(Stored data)
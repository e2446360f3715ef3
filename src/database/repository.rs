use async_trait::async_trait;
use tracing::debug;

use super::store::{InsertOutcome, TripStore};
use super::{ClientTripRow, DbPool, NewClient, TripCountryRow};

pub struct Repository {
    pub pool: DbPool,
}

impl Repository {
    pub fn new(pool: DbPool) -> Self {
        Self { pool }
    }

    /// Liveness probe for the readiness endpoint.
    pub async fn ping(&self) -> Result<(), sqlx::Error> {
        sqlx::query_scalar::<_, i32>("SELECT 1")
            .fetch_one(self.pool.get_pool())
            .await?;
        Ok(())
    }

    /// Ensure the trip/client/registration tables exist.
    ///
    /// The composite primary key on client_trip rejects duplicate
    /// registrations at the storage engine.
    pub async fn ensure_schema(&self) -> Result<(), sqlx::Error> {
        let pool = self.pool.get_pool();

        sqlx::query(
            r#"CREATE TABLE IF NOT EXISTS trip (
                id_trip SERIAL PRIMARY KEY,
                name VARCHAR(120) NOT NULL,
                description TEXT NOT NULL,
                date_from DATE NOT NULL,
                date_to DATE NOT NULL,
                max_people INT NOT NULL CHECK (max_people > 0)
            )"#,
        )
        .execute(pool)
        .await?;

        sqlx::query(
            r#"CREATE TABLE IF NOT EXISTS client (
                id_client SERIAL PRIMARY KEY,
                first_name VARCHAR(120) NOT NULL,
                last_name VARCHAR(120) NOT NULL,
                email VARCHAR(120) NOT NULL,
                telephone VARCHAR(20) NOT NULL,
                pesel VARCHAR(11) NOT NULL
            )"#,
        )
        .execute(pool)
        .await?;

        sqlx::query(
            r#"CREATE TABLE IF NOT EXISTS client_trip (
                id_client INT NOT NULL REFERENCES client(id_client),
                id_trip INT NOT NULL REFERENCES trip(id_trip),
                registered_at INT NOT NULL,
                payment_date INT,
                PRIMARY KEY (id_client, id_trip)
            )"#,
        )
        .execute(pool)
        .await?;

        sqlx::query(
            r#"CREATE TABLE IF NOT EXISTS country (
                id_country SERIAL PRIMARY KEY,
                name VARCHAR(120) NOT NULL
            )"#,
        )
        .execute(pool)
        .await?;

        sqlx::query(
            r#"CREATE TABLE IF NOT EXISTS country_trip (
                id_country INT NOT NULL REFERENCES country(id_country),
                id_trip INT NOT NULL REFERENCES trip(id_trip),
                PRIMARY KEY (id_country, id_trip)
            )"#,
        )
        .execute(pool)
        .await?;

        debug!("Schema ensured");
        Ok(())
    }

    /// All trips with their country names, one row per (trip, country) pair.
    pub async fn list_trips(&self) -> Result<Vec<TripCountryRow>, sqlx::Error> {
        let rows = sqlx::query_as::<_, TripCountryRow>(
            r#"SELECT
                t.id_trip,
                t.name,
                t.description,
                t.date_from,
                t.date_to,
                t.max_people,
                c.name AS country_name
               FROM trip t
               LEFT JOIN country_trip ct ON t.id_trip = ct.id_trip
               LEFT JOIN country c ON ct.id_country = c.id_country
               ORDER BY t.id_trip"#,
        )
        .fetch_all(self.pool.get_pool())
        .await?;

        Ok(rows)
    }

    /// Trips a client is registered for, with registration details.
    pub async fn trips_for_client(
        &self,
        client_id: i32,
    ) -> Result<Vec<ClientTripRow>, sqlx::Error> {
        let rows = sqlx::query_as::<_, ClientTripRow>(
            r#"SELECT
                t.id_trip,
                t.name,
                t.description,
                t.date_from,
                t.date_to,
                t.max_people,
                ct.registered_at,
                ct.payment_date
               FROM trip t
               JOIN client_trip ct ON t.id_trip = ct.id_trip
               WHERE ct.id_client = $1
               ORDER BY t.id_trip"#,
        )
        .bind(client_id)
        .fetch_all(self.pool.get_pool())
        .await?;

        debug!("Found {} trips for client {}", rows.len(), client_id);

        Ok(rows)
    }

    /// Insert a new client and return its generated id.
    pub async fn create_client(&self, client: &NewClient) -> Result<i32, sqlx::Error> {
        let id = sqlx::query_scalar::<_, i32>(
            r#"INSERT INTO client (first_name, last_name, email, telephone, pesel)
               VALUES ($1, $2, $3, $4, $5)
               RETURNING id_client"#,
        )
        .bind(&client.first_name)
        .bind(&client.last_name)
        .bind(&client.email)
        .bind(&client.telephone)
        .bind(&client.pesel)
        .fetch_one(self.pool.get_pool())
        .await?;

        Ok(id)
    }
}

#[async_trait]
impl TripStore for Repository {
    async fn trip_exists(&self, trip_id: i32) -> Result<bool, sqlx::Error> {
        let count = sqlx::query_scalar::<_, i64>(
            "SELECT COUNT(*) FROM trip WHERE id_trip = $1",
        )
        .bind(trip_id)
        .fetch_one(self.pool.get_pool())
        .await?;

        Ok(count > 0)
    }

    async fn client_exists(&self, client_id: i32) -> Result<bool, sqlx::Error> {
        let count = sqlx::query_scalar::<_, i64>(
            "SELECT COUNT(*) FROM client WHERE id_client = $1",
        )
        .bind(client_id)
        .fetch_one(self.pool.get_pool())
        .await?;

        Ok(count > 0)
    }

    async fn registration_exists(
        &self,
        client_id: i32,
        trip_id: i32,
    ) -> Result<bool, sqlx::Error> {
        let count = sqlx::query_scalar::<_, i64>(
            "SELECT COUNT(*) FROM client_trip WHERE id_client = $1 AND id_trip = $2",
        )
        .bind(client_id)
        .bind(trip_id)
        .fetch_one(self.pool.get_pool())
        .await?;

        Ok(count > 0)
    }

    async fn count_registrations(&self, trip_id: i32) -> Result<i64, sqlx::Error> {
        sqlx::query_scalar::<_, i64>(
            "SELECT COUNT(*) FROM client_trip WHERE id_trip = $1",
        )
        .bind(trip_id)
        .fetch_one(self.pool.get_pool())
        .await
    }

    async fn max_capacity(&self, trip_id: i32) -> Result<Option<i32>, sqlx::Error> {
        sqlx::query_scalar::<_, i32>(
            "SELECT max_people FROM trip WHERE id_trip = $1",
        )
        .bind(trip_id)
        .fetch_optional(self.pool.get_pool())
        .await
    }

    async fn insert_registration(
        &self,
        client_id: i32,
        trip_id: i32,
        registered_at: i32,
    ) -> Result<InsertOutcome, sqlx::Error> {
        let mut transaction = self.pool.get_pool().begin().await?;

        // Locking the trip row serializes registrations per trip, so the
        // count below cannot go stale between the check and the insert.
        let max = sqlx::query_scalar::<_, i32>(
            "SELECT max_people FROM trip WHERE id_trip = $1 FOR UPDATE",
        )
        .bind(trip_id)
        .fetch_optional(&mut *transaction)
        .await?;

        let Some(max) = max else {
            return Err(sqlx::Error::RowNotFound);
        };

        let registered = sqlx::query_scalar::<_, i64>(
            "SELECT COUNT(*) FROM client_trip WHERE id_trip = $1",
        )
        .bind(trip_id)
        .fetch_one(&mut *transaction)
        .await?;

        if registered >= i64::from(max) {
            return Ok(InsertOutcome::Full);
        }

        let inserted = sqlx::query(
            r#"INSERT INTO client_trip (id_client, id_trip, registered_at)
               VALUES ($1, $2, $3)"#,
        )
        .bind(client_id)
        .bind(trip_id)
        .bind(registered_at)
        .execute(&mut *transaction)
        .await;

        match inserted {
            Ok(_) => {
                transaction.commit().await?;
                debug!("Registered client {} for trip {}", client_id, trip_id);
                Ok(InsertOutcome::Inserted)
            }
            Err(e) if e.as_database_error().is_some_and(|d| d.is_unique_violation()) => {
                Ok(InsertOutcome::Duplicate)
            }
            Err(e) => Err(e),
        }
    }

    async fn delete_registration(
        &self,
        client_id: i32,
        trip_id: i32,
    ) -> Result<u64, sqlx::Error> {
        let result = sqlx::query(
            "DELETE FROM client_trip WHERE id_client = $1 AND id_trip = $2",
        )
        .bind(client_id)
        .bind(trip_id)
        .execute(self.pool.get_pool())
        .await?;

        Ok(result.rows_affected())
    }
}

▶ [EXERCISE DESCRIPTION] What lines above contain the string "DbPool"? Copy all of them.

▶ [RESPONSE BOX]
use super::{ClientTripRow, DbPool, NewClient, TripCountryRow};
    pub pool: DbPool,
    pub fn new(pool: DbPool) -> Self {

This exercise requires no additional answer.